What the exercise asks →
Below are some records; output exactly the lines from the line with "failed connection attempts." to the line with "pub fn response_timeout(&mut", both ends kept, and nothing more.

[Stored items]
--*--

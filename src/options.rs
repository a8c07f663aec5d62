//! Options for how the link to the device is established and used.

use std::time::Duration;

/// Options for connecting to and exchanging commands with the device.
///
/// ## Example
///
/// ```rust
/// # use sortlink::LinkOptions;
/// # use std::time::Duration;
/// let mut options = LinkOptions::new();
/// options
///     .grace_period(Duration::from_secs(2))
///     .response_timeout(Duration::from_secs(5));
/// ```
#[derive(Debug, Clone, PartialEq, Eq)]
pub struct LinkOptions {
	/// How long the device needs to boot after the port is opened.
	grace_period: Duration,
	/// How many times to try connecting before giving up.
	max_attempts: u32,
	/// The pause between connection attempts.
	retry_pause: Duration,
	/// How long to wait for the device to finish a command.
	response_timeout: Duration,
	/// The substring a status probe must contain to be considered healthy.
	affirmative_marker: String,
}

impl LinkOptions {
	/// The default baud rate of the device's firmware: 115,200.
	pub const DEFAULT_BAUD_RATE: u32 = 115_200;

	/// Create a default set of options ready for configuration.
	///
	/// The defaults are a 3 second grace period, 5 connection attempts
	/// separated by 2 second pauses, an 8 second response timeout, and
	/// `System Ready: YES` as the affirmative marker.
	///
	/// Equivalent to [`default`](LinkOptions::default).
	pub fn new() -> Self {
		LinkOptions {
			grace_period: Duration::from_secs(3),
			max_attempts: 5,
			retry_pause: Duration::from_secs(2),
			response_timeout: Duration::from_secs(8),
			affirmative_marker: "System Ready: YES".to_string(),
		}
	}

	/// Set how long to wait after opening the port before probing the device.
	///
	/// The device's firmware restarts when the port is opened and ignores
	/// commands until it has booted. The default is 3 seconds.
	pub fn grace_period(&mut self, duration: Duration) -> &mut Self {
		self.grace_period = duration;
		self
	}

	/// Set the number of connection attempts made before giving up.
	///
	/// Values less than one are treated as one. The default is 5.
	pub fn max_attempts(&mut self, attempts: u32) -> &mut Self {
		self.max_attempts = attempts.max(1);
		self
	}

	/// Set the pause between failed connection attempts.
	///
	/// The default is 2 seconds.
	pub fn retry_pause(&mut self, duration: Duration) -> &mut Self {
		self.retry_pause = duration;
		self
	}

	/// Set how long to wait for the device to finish a command.
	///
	/// The default is 8 seconds.
	pub fn response_timeout(&mut self, duration: Duration) -> &mut Self {
		self.response_timeout = duration;
		self
	}

	/// Set the substring the response to a status probe must contain.
	///
	/// The default is `System Ready: YES`, the line the firmware's status
	/// report contains once its servos are initialised.
	pub fn affirmative_marker<S: Into<String>>(&mut self, marker: S) -> &mut Self {
		self.affirmative_marker = marker.into();
		self
	}

	/// The configured grace period.
	pub fn get_grace_period(&self) -> Duration {
		self.grace_period
	}

	/// The configured number of connection attempts.
	pub fn get_max_attempts(&self) -> u32 {
		self.max_attempts
	}

	/// The configured pause between connection attempts.
	pub fn get_retry_pause(&self) -> Duration {
		self.retry_pause
	}

	/// The configured response timeout.
	pub fn get_response_timeout(&self) -> Duration {
		self.response_timeout
	}

	/// The configured affirmative marker.
	pub fn get_affirmative_marker(&self) -> &str {
		&self.affirmative_marker
	}
}

impl Default for LinkOptions {
	fn default() -> Self {
		LinkOptions::new()
	}
}

#[cfg(test)]
mod test {
	use super::*;

	#[test]
	fn defaults() {
		let options = LinkOptions::default();
		assert_eq!(options.get_grace_period(), Duration::from_secs(3));
		assert_eq!(options.get_max_attempts(), 5);
		assert_eq!(options.get_retry_pause(), Duration::from_secs(2));
		assert_eq!(options.get_response_timeout(), Duration::from_secs(8));
		assert_eq!(options.get_affirmative_marker(), "System Ready: YES");
	}

	#[test]
	fn at_least_one_attempt() {
		let mut options = LinkOptions::new();
		options.max_attempts(0);
		assert_eq!(options.get_max_attempts(), 1);
	}
}
//! The high level interface to the sorting actuator.
//!
//! An [`Actuator`] is shared between request handlers (typically behind an
//! [`Arc`]) and validates, sends, and interprets every command on their
//! behalf, keeping the [`Statistics`] up to date as it goes.
//!
//! ```rust,no_run
//! # use sortlink::{Actuator, LinkOptions};
//! # fn wrapper() -> Result<(), Box<dyn std::error::Error>> {
//! let actuator = Actuator::serial(LinkOptions::new());
//! actuator.connect("/dev/ttyACM0", LinkOptions::DEFAULT_BAUD_RATE)?;
//! actuator.move_to("left")?;
//! println!("{:?}", actuator.status());
//! # Ok(())
//! # }
//! ```

#[cfg(test)]
mod test;

use crate::{
	backend::{Connect, SerialConnector},
	command::{Command, CommandFrame, Direction},
	connection::{ConnectionManager, ConnectionState},
	error::{ActuationError, ConnectFailedError},
	options::LinkOptions,
	response::CommandResult,
	stats::{Counter, Snapshot, Statistics},
};
use std::{fmt, sync::Arc};

/// The connection state and statistics at one point in time.
#[derive(Debug, Copy, Clone, PartialEq, Eq)]
pub struct Status {
	/// The state of the connection to the device.
	pub state: ConnectionState,
	/// The statistics.
	pub stats: Snapshot,
}

/// Moves the sorting servo and runs device diagnostics.
///
/// All methods take `&self` and may be called from any number of threads.
/// Commands are sent to the device one at a time.
pub struct Actuator<C: Connect = SerialConnector> {
	connection: ConnectionManager<C>,
	stats: Arc<Statistics>,
}

impl<C: Connect> fmt::Debug for Actuator<C> {
	fn fmt(&self, f: &mut fmt::Formatter<'_>) -> fmt::Result {
		f.debug_struct("Actuator")
			.field("connection", &self.connection)
			.field("stats", &self.stats)
			.finish()
	}
}

impl Actuator<SerialConnector> {
	/// Create a disconnected actuator that talks to the device over a serial
	/// port, with fresh statistics.
	pub fn serial(options: LinkOptions) -> Self {
		Actuator::new(SerialConnector, options, Arc::new(Statistics::new()))
	}
}

impl<C: Connect> Actuator<C> {
	/// Create a disconnected actuator that opens the device with `connector`
	/// and records its activity in `stats`.
	pub fn new(connector: C, options: LinkOptions, stats: Arc<Statistics>) -> Self {
		Actuator {
			connection: ConnectionManager::new(connector, options),
			stats,
		}
	}

	/// Connect to the device at `path`.
	///
	/// See [`ConnectionManager::connect`].
	pub fn connect(&self, path: &str, baud_rate: u32) -> Result<(), ConnectFailedError> {
		self.connection.connect(path, baud_rate)
	}

	/// Disconnect from the device. Never fails.
	pub fn disconnect(&self) {
		self.connection.disconnect();
	}

	/// The current connection state.
	pub fn state(&self) -> ConnectionState {
		self.connection.state()
	}

	/// Whether the device is connected.
	pub fn is_connected(&self) -> bool {
		self.connection.is_connected()
	}

	/// The underlying connection manager.
	pub fn connection(&self) -> &ConnectionManager<C> {
		&self.connection
	}

	/// The statistics this actuator records into.
	pub fn stats(&self) -> &Arc<Statistics> {
		&self.stats
	}

	/// The connection state and a snapshot of the statistics.
	pub fn status(&self) -> Status {
		Status {
			state: self.state(),
			stats: self.stats.snapshot(),
		}
	}

	/// Move the servo in the direction named by `direction`.
	///
	/// The name is matched case-insensitively against `LEFT`, `RIGHT`, and
	/// `CENTER`. Any other name is rejected with
	/// [`InvalidCommand`](ActuationError::InvalidCommand) before anything is
	/// sent, and is not counted.
	pub fn move_to(&self, direction: &str) -> Result<CommandResult, ActuationError> {
		let direction: Direction = direction.parse().map_err(|e| {
			log::error!("rejected move: {e}");
			e
		})?;
		self.move_direction(direction)
	}

	/// Move the servo to `direction`.
	///
	/// A successful move to the left or right is counted in
	/// [`LeftMoves`](Counter::LeftMoves) or [`RightMoves`](Counter::RightMoves).
	/// Any failure is counted in [`Errors`](Counter::Errors).
	pub fn move_direction(&self, direction: Direction) -> Result<CommandResult, ActuationError> {
		let outcome = self.run(Command::Move(direction));
		match &outcome {
			Ok(_) => {
				log::info!("servo moved {direction}");
				match direction {
					Direction::Left => self.stats.record(Counter::LeftMoves),
					Direction::Right => self.stats.record(Counter::RightMoves),
					Direction::Center => {}
				}
			}
			Err(e) => {
				log::error!("failed to move servo {direction}: {e}");
				self.stats.record(Counter::Errors);
			}
		}
		outcome
	}

	/// Run the device's self test sequence. A failure is counted in
	/// [`Errors`](Counter::Errors).
	pub fn self_test(&self) -> Result<CommandResult, ActuationError> {
		let outcome = self.run(Command::Test);
		match &outcome {
			Ok(_) => log::info!("self test passed"),
			Err(e) => {
				log::error!("self test failed: {e}");
				self.stats.record(Counter::Errors);
			}
		}
		outcome
	}

	/// Ask the device for its status.
	///
	/// Succeeds only if the device finishes the probe without error and some
	/// line contains the configured
	/// [affirmative marker](LinkOptions::affirmative_marker). Nothing is
	/// counted.
	pub fn probe(&self) -> Result<CommandResult, ActuationError> {
		let result = self
			.connection
			.protocol()
			.send(CommandFrame::new(Command::Status));
		result.check_affirmed(
			self.connection.options().get_affirmative_marker(),
			self.state(),
		)
	}

	/// Send `command` and check that the device completed it.
	fn run(&self, command: Command) -> Result<CommandResult, ActuationError> {
		self.connection
			.protocol()
			.send(CommandFrame::new(command))
			.check(self.state())
	}
}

--*--

Task response →
	/// Set the pause between failed connection attempts.
	///
	/// The default is 2 seconds.
	pub fn retry_pause(&mut self, duration: Duration) -> &mut Self {
		self.retry_pause = duration;
		self
	}

	/// Set how long to wait for the device to finish a command.
	///
	/// The default is 8 seconds.
	pub fn response_timeout(&mut self, duration: Duration) -> &mut Self {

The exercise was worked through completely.